Pseudo First Order – There are many types of vaccination procedures that we come across often. Some of them help speed up the reaction, while others can interfere with the results of any of the vaccination procedures. The sequence of reactions can be defined as the ratio of the energy to the concentrations of the reactants. In terms of the price rules shown, this is called the reaction sequence. Responses can have different orders, such as first order, second order, Pseudo First Order, etc. The course of the reaction depends on the concentration of the reactants. Let’s learn in detail the differences between vaccination procedures.

Suppose we have the following reaction: aij bB leads to cC+dD.

So according to the ratio rule = k AAx BBy

where x and y mean the concentrations of A and B.

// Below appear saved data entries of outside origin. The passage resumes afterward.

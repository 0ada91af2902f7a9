// system-tests/tests/helpers/mod.rs
// ============================================================================
// Module: System Test Helpers
// Description: Shared helpers for live cost-manager system-tests.
// Purpose: Provide readiness polling and artifact utilities.
// Dependencies: system-tests, cost-manager-probe
// ============================================================================

//! ## Overview
//! Shared helpers for live cost-manager system-tests.
//! Invariants:
//! - Tests never start before every service answers.
//! - Every test leaves a verdict under its run root.

pub mod artifacts;
pub mod readiness;
use clap::Parser;
use home_shutter::{
    configuration::get_configuration,
    gpio::{GpioLine, SysfsGpio},
    logging::setup_tracing,
    registry::ShutterRegistry,
};
use std::path::PathBuf;
use tracing::*;

/// Drives every configured shutter all the way up.
///
/// Handy after a power cut, when the stored positions are gone and the only
/// known reference is the top end stop. Run it while the server is stopped,
/// the two processes would otherwise fight over the lines.
#[derive(Parser, Debug)]
#[command(version)]
struct Opts {
    /// Path to a settings file
    #[arg(long)]
    config: Option<PathBuf>,
    /// Increase log verbosity
    #[arg(short, long, action = clap::ArgAction::Count)]
    verbose: u8,
}

#[tokio::main]
async fn main() -> anyhow::Result<()> {
    let opts = Opts::parse();
    setup_tracing(opts.verbose);

    let app_config = get_configuration(opts.config)?;
    let registry = ShutterRegistry::build(&app_config, |spec| {
        Ok(Box::new(SysfsGpio::new(spec, true)?) as Box<dyn GpioLine>)
    })?;

    for (name, handle) in registry.iter() {
        match handle.reset().await {
            Ok(status) => info!("Shutter {} is back at position {}", name, status.position),
            Err(err) => error!("Failed to reset shutter {}: {}", name, err),
        }
    }
    Ok(())
}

The vaccine can be written as = x+y

We can also say that x is the order of the response for A and y is the order of the reactions for B.

Suppose the reaction with x = 1 and y = 1 is quadratic. If you know that the concentration of B is higher than that of A, then there will be a change in the concentration of B. It can be seen that in these cases the reaction procedure is important. Pseudo First Order for A. In this case, it is the pseudo-first vaccine.

Thus, even if the Pseudo First Order response is a higher response, this response will be estimated or presented as a first pseudo-first response. Thus, the pseudo-order response is similar to the order response but can be predicted or interpreted as the response of a certain order.

Pseudo First Order Reaction

It is defined as a non-first-line reaction but can occur first because there is a higher reactant level compared to other similar reactants or also called Pseudo First Order reaction.
for example

Let’s try to understand the Pseudo First Order using the examples below.

1. Hydration of the alkyl halide

CH3I H2O CH3OH H I = reaction rate calculated according to k [CH3I] [H2O]

During this reaction, methyl iodide is used so that an aqueous solution is formed to increase the water concentration higher than that of methyl iodide.

[CH3I] <<< [H2O]

In this case, it is assumed that the water concentration does not change much, or constantly, or changes rarely.

In this case, the vaccine value can be rewritten as = k ‘[CH3I]

where k ‘= k [H2O]

So we can say that the reaction appears to be first order, but in fact, it is second order. Hence, it is called a Pseudo First Order vaccine.

1. Hydrolysis of sugar cane

C12H22O11 H2O C6H12O6 C6H12O6

sucrose glucose fructose

Given the reaction rate = k [C12H22O11] [H2O]

But here, the water concentration is expressed as [H2O] >>> [C12H22O11].

Therefore, it can be estimated that the water concentration is constant, so it is assumed that there is no change in the water concentration.

The cost of the vaccine can be re-registered

r = k ‘[C12H22O11]

where k ‘= k [H2O]

In this case, the hydrolysis of the sugar is called Pseudo First Order.

1. Hydrolysis of esters
Reaction – CH3COOC2H5 H2O CH3COOH C2H5OH

= k [CH3COOC2H5] Reaction rate defined as [H2O]

Even then, the water concentration is considered higher. [H2O] >>> [CH3COOC2H5]

We assume that the water concentration remains almost constant throughout the reaction and can be recovered.

Reaction rate = k ‘[CH3COOC2H5]

K = k [H2O]

Although in this case the hydrolysis of the ester can be considered a Pseudo First Order reaction.

What is the difference between Pseudo first Order and Second Order Reaction?

I don’t think the second major is difficult, assuming you’ve already studied physical chemistry while in school. But for the pseudo-primary, rx always has more than one order but behaves as if it were first cut rx. The term “physician” is used several times in the literature to simplify the problems associated with bimolecular x-ray. (A B-> P) by the higher concentration of the other reagent B (for example).

Therefore, conc. The B’s do not seem to change over time, which can be considered constant. The advantage is that this can simplify our task since the speed rx can only be expressed as a function of A. Thus, the determination of the reaction depends only on A (call do pseudo-order). One thing to keep in mind is that the lower the reactants, the faster the reaction rate, not the excess reaction. Regarding isothermal adsorption,

I guess if the rx order should not affect the isotherm. Because isotherms are all at the heart of thermodynamics. I don’t know what this adsorption isotherm means. By definition, the adsorption isotherm denotes the quantity of A adsorbed on the surface at different concentrations of A in the gas or liquid phase, measured at ambient temperature. However, when the adsorption load is medium, more than one reactant (i.e. B) will affect the adsorption of another reagent (i.e. A) on the active surface. So sometimes it is not always advisable to flood a reagent in catalysis (especially in heterogeneous catalysis).